EXTRACTED MATERIAL:

impl From<PhaseArg> for RunPhase {
    fn from(arg: PhaseArg) -> Self {
        match arg {
            PhaseArg::Wps => RunPhase::PreprocessOnly,
            PhaseArg::Da => RunPhase::AssimilateOnly,
            PhaseArg::Wpsda => RunPhase::PreprocessThenAssimilate,
        }
    }
}

/// Input dataset selection on the command line.
#[derive(ValueEnum, Clone, Copy, Debug, PartialEq, Eq)]
pub enum DatasetArg {
    #[value(name = "GFS", alias = "gfs")]
    Gfs,
    #[value(name = "IFS", alias = "ifs")]
    Ifs,
}

impl From<DatasetArg> for InputDataset {
    fn from(arg: DatasetArg) -> Self {
        match arg {
            DatasetArg::Gfs => InputDataset::Gfs,
            DatasetArg::Ifs => InputDataset::Ifs,
        }
    }
}

/// Arguments for `wrfda-runner run`.
#[derive(Parser, Debug)]
pub struct RunArgs {
    /// Phase to execute.
    #[arg(short = 'p', long, value_enum, default_value = "WPSDA")]
    pub phase: PhaseArg,

    /// Global model dataset. Inferred from a `.gfs.cfg`/`.ifs.cfg`
    /// configuration name in the arguments file when omitted.
    #[arg(short = 'i', long, value_enum)]
    pub input: Option<DatasetArg>,

    /// Write the dates to this arguments file instead of running them.
    #[arg(long)]
    pub outargs: Option<PathBuf>,

    /// Configuration file, relative to the working directory.
    #[arg(short = 'c', long)]
    pub config: Option<PathBuf>,

    /// Working directory containing the prepared environment.
    pub workdir: PathBuf,

    /// Start date (YYYYMMDDHH). Without it, dates are read from
    /// `inputs/arguments.txt` in the working directory.
    pub start: Option<String>,

    /// End date (YYYYMMDDHH). Defaults to the configured forecast length.
    pub end: Option<String>,
}

/// Arguments for `wrfda-runner step`.
#[derive(Parser, Debug)]
pub struct StepArgs {
    /// Cycle of the step (1, 2 or 3).
    #[arg(long)]
    pub cycle: u8,

    /// Step to run: build-da, run-da, build-wrf or run-wrf.
    #[arg(long)]
    pub kind: StepKind,

    /// Configuration file, relative to the working directory.
    #[arg(short = 'c', long)]
    pub config: Option<PathBuf>,

    /// Working directory containing the prepared environment.
    pub workdir: PathBuf,

    /// Start date of the run (YYYYMMDDHH).
    pub start: String,

    /// End date (YYYYMMDDHH). Defaults to the configured forecast length.
    pub end: Option<String>,
}

/// Arguments for `wrfda-runner clean`.
#[derive(Parser, Debug)]
pub struct CleanArgs {
    /// Configuration file, relative to the working directory.
    #[arg(short = 'c', long)]
    pub config: Option<PathBuf>,

    /// Working directory containing the run.
    pub workdir: PathBuf,

    /// Start date of the run to remove (YYYYMMDDHH).
    pub date: String,
}

/// Parse CLI arguments.
pub fn parse_cli() -> Cli {
    Cli::parse()
}

/// Run the CLI by parsing arguments and executing the command.
pub async fn run() -> anyhow::Result<()> {
    run_with_cli(parse_cli()).await
}

/// Run the CLI with the parsed arguments.
pub async fn run_with_cli(cli: Cli) -> anyhow::Result<()> {
    match cli.command {
        Commands::Run(args) => run_command(args).await,
        Commands::Step(args) => step_command(args).await,
        Commands::Clean(args) => clean_command(args).await,
    }
}

fn absolute(path: &Path) -> anyhow::Result<PathBuf> {
    if path.is_absolute() {
        return Ok(path.to_path_buf());
    }
    let cwd = std::env::current_dir().context("cannot determine the current directory")?;
    Ok(cwd.join(path))
}

fn load_config(workdir: &Path, config: &Path) -> anyhow::Result<Configuration> {
    let path = workdir.join(config);
    Configuration::load(&path)
        .with_context(|| format!("failed to load configuration from {}", path.display()))
}

fn run_end(
    start: chrono::DateTime<chrono::Utc>,
    end: Option<&str>,
    config: &Configuration,
) -> anyhow::Result<chrono::DateTime<chrono::Utc>> {
    match end {
        Some(end) => Ok(parse_compact_date(end)?),
        None => Ok(start + chrono::Duration::hours(i64::from(config.run.forecast_hours))),
    }
}

async fn run_command(args: RunArgs) -> anyhow::Result<()> {
    let workdir = absolute(&args.workdir)?;
    let phase = RunPhase::from(args.phase);

    let Some(start) = args.start.as_deref() else {
        if args.outargs.is_some() {
            bail!("--outargs requires explicit start and end dates");
        }
        return run_args_file(&workdir, phase, &args).await;
    };

    let start = parse_compact_date(start)?;
    let dataset = args
        .input
        .map(InputDataset::from)
        .or_else(|| args.config.as_deref().and_then(dataset_from_config_name))
        .unwrap_or(InputDataset::Gfs);

    if let Some(outargs) = &args.outargs {
        let end = match args.end.as_deref() {
            Some(end) => parse_compact_date(end)?,
            None => bail!("--outargs requires explicit start and end dates"),
        };
        let hours = u32::try_from((end - start).num_hours())
            .ok()
            .filter(|h| *h > 0)
            .context("end date must be after the start date")?;
        let config_name = outargs_config_name(args.config.as_deref(), dataset)?;
        let file = ArgsFile::new(config_name, vec![Period::new(start, hours)]);
        file.write_or_append(workdir.join(outargs))?;
        return Ok(());
    }

    let config_name = args
        .config
        .clone()
        .unwrap_or_else(|| PathBuf::from(DEFAULT_CONFIG_FILE));
    let config = load_config(&workdir, &config_name)?;
    let end = run_end(start, args.end.as_deref(), &config)?;
    let run = ForecastRun::new(start, end, phase, dataset)?;

    let orchestrator = Orchestrator::local(config, &workdir);
    orchestrator.run(&run).await?;
    Ok(())
}

/// Configuration name recorded in an arguments file, whose suffix must name
/// `dataset` so that a later batch run picks the same one.
fn outargs_config_name(config: Option<&Path>, dataset: InputDataset) -> anyhow::Result<PathBuf> {
    let Some(config) = config else {
        return Ok(PathBuf::from(default_config_name(dataset)));
    };
    match dataset_from_config_name(config) {
        Some(hint) if hint == dataset => Ok(config.to_path_buf()),
        Some(hint) => bail!(
            "configuration `{}` is for {} but the input dataset is {}",
            config.display(),
            hint,
            dataset
        ),
        None => bail!(
            "configuration `{}` must end in .gfs.cfg or .ifs.cfg to be written with --outargs",
            config.display()
        ),
    }
}

async fn run_args_file(workdir: &Path, phase: RunPhase, args: &RunArgs) -> anyhow::Result<()> {
    let path = workdir.join(DEFAULT_ARGS_FILE);
    let file = ArgsFile::read(&path)
        .with_context(|| format!("failed to read dates from {}", path.display()))?;

    let dataset = match (args.input, file.dataset_hint()) {
        (Some(input), _) => InputDataset::from(input),
        (None, Some(hint)) => hint,
        (None, None) => bail!(
            "unknown input dataset: configuration `{}` must end in .gfs.cfg or .ifs.cfg, or pass -i",
            file.config_path.display()
        ),
    };

    let config_name = args.config.clone().unwrap_or_else(|| file.config_path.clone());
    let config = load_config(workdir, &config_name)?;

    let runs = file
        .periods
        .iter()
        .map(|period| ForecastRun::with_hours(period.start, period.hours, phase, dataset))
        .collect::<Result<Vec<_>, _>>()?;

    if runs.is_empty() {
        warn!(path = %path.display(), "Arguments file lists no dates");
        return Ok(());
    }
    info!(dates = runs.len(), dataset = %dataset, "Read dates from arguments file");

    let orchestrator = Orchestrator::local(config, workdir);
    orchestrator.run_batch(&runs).await?;

    let stats = orchestrator.stats();
    info!(completed = stats.completed, "All dates completed");
    Ok(())
}

async fn step_command(args: StepArgs) -> anyhow::Result<()> {
    let workdir = absolute(&args.workdir)?;
    let cycle = Cycle::new(args.cycle)?;
    let config_name = args
        .config
        .unwrap_or_else(|| PathBuf::from(DEFAULT_CONFIG_FILE));
    let config = load_config(&workdir, &config_name)?;

    let start = parse_compact_date(&args.start)?;
    let end = run_end(start, args.end.as_deref(), &config)?;
    // the dataset only matters to WPS
    let run = ForecastRun::new(start, end, RunPhase::AssimilateOnly, InputDataset::Gfs)?;

    let orchestrator = Orchestrator::local(config, &workdir);
    orchestrator.run_step(&run, cycle, args.kind).await?;
    Ok(())
}

async fn clean_command(args: CleanArgs) -> anyhow::Result<()> {
    let workdir = absolute(&args.workdir)?;
    let config_name = args
        .config
        .unwrap_or_else(|| PathBuf::from(DEFAULT_CONFIG_FILE));
    let config = load_config(&workdir, &config_name)?;
    let date = parse_compact_date(&args.date)?;

    let orchestrator = Orchestrator::local(config, &workdir);
    orchestrator.remove_run_folder(&date).await?;
    Ok(())
}

#[cfg(test)]
mod tests {
    use super::*;
    use clap::CommandFactory;

    #[test]
    fn test_cli_definition() {
        Cli::command().debug_assert();
    }

    #[test]
    fn test_parse_run() {
        let cli = Cli::try_parse_from([
            "wrfda-runner",
            "run",
            "-p",
            "DA",
            "-i",
            "ifs",
            "/runs",
            "2020071512",
            "2020071712",
        ])
        .unwrap();
        let Commands::Run(args) = cli.command else {
            panic!("expected run");
        };
        assert_eq!(RunPhase::from(args.phase), RunPhase::AssimilateOnly);
        assert_eq!(args.input.map(InputDataset::from), Some(InputDataset::Ifs));
        assert_eq!(args.start.as_deref(), Some("2020071512"));
        assert_eq!(args.end.as_deref(), Some("2020071712"));
    }

    #[test]
    fn test_parse_run_defaults() {
        let cli = Cli::try_parse_from(["wrfda-runner", "run", "/runs"]).unwrap();
        let Commands::Run(args) = cli.command else {
            panic!("expected run");
        };
        assert_eq!(args.phase, PhaseArg::Wpsda);
        assert_eq!(args.input, None);
        assert_eq!(args.start, None);
        assert_eq!(cli.log_level, "info");
    }

    #[test]
    fn test_parse_rejects_unknown_phase() {
        assert!(Cli::try_parse_from(["wrfda-runner", "run", "-p", "WRF", "/runs"]).is_err());
    }

    #[test]
    fn test_parse_step() {
        let cli = Cli::try_parse_from([
            "wrfda-runner",
            "step",
            "--cycle",
            "2",
            "--kind",
            "run-da",
            "/runs",
            "2020071512",
        ])
        .unwrap();
        let Commands::Step(args) = cli.command else {
            panic!("expected step");
        };
        assert_eq!(args.cycle, 2);
        assert_eq!(args.kind, StepKind::RunDa);
    }

    #[tokio::test]
    async fn test_outargs_writes_arguments_file() {
        let tmp = tempfile::TempDir::new().unwrap();
        let cli = Cli::try_parse_from([
            "wrfda-runner",
            "run",
            "-c",
            "italy-config.gfs.cfg",
            "--outargs",
            "inputs/arguments.txt",
            tmp.path().to_str().unwrap(),
            "2020071512",
            "2020071712",
        ])
        .unwrap();
        run_with_cli(cli).await.unwrap();

        let text = std::fs::read_to_string(tmp.path().join("inputs/arguments.txt")).unwrap();
        assert_eq!(text, "italy-config.gfs.cfg\n2020071512 48\n");
    }

    #[tokio::test]
    async fn test_outargs_records_the_input_dataset() {
        let tmp = tempfile::TempDir::new().unwrap();
        let cli = Cli::try_parse_from([
            "wrfda-runner",
            "run",
            "-i",
            "IFS",
            "--outargs",
            "inputs/arguments.txt",
            tmp.path().to_str().unwrap(),
            "2020071500",
            "2020071700",
        ])
        .unwrap();
        run_with_cli(cli).await.unwrap();

        let file = ArgsFile::read(tmp.path().join("inputs/arguments.txt")).unwrap();
        assert_eq!(file.config_path, PathBuf::from("france-config.ifs.cfg"));
        assert_eq!(file.dataset_hint(), Some(InputDataset::Ifs));
        assert_eq!(file.periods[0].hours, 48);
    }

    #[tokio::test]
    async fn test_outargs_rejects_config_of_another_dataset() {
        let tmp = tempfile::TempDir::new().unwrap();
        for config in ["italy-config.gfs.cfg", "wrfda-runner.cfg"] {
            let cli = Cli::try_parse_from([
                "wrfda-runner",
                "run",
                "-i",
                "IFS",
                "-c",
                config,
                "--outargs",
                "inputs/arguments.txt",
                tmp.path().to_str().unwrap(),
                "2020071500",
                "2020071700",
            ])
            .unwrap();
            assert!(run_with_cli(cli).await.is_err(), "{} accepted", config);
        }
        assert!(!tmp.path().join("inputs/arguments.txt").exists());
    }

    #[tokio::test]
    async fn test_args_file_without_dataset_hint_fails() {
        let tmp = tempfile::TempDir::new().unwrap();
        std::fs::create_dir_all(tmp.path().join("inputs")).unwrap();
        std::fs::write(
            tmp.path().join("inputs/arguments.txt"),
            "wrfda-runner.cfg\n2020071512 48\n",
        )
        .unwrap();

        let cli = Cli::try_parse_from(["wrfda-runner", "run", tmp.path().to_str().unwrap()]).unwrap();
        let err = run_with_cli(cli).await.unwrap_err();
        assert!(err.to_string().contains("unknown input dataset"));
    }
}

REQUIREMENT:
Filter the lines above so that only those with the string "YYYYMMDDHH" remain, then copy them.

OUTPUT OF THE TASK:
    /// Start date (YYYYMMDDHH). Without it, dates are read from
    /// End date (YYYYMMDDHH). Defaults to the configured forecast length.
    /// Start date of the run (YYYYMMDDHH).
    /// End date (YYYYMMDDHH). Defaults to the configured forecast length.
    /// Start date of the run to remove (YYYYMMDDHH).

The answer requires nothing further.